En este sentido, el anterior manifiesto en favor de la pluralidad dentro de las aulas de Economía confunde la libre competencia científica con la planificación estatal del resultado de esa competencia (al igual, por cierto, que los Tribunales de Defensa de la Competencia confunden la libre competencia con el troceamiento de las empresas exitosas con tal de evitar su poder de mercado). Lo que las agrupaciones de estudiantes parecen estar reclamando no es libertad científica, sino que el Estado reparta el juego (el tiempo de enseñanza dentro de las aulas) entre un mayor número de escuelas económicas. Pero la cuestión de fondo sigue siendo la misma: ¿por qué todas las escuelas han de contar con el mismo tiempo? ¿Por qué hemos de asumir a priori que todas son igual de válidas e igual de acertadas (cuando, evidentemente, no pueden serlo, ya que muchas de ellas defienden tesis incompatibles)? El manifiesto de estos estudiantes es, en el fondo, una apelación a la involución científica, a un repliegue oscurantista donde se asume, como punto de partida, que no podemos mejorar nuestro conocimiento sobre el mundo y que, por tanto, debemos atascarnos en repetir todas las ideas conocidas, por equivocadas que puedan parecernos.

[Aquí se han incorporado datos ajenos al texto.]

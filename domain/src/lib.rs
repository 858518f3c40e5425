//! Authorization code exchange with third-party OAuth providers.
//!
//! `web` depends on this crate only through [`token_exchange::exchange_code`], the
//! [`ProviderKind`] it is keyed by, and the [`error`] tree it reports failures with.
//! Provider secrets come from `service::config::Config` and never leave this crate.

pub use provider::ProviderKind;
pub use token_exchange::TokenExchangeRequest;

pub mod error;
pub mod provider;
pub mod token_exchange;

pub mod gateway;
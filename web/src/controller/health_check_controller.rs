use axum::http::StatusCode;
use axum::response::IntoResponse;

use crate::response::{self, HealthStatus};

/// GET service liveness
#[utoipa::path(
    get,
    path = "/health",
    responses(
        (status = 200, description = "API router is up and responding to requests", body = HealthStatus),
    )
)]
pub async fn health_check() -> impl IntoResponse {
    response::json(StatusCode::OK, &HealthStatus::ok())
}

De la humildad y honestidad epistemológica que debe caracterizar el actuar de todo científico no se colige la necesidad de un igualitarismo pluralista impuesto por el Estado: lo que se colige, por el contrario, es la necesidad de libertad y competencia científica. También, por cierto, en las aulas universitarias: el Estado debería minimizar toda su injerencia en la creación de nuevas universidades y, por supuesto, en la competencia entre los títulos y programas de esas universidades. Si alguien desea crear una facultad de Economía de contenido marxista donde se aspire a alcanzar un saber universal e interdisciplinar para terminar descifrando las leyes de la historia, debería ser no sólo muy libre de hacerlo sino que, además, sus títulos no deberían contar ni con un mayor ni menor aval estatal que todos los restantes (salvo, acaso, para la contratación del personal estatal, lo que por definición constituye una decisión discrecional del propio Estado): deberían ser los propios científicos y los propios estudiantes quienes juzgaran la utilidad de tales titulaciones frente a otras que, por ejemplo, se encuadren dentro del paradigma dominante y exhiban un carácter mucho más especializado (verbigracia: finanzas cuantitativas donde se excluya cualquier contenido sobre Historia, Sociología o incluso Teoría Económica).
En suma: frente a una dictadura más o menos plural de filósofos, libre competencia científica y educativa. Ése sería el único manifiesto que realmente podría suscribir.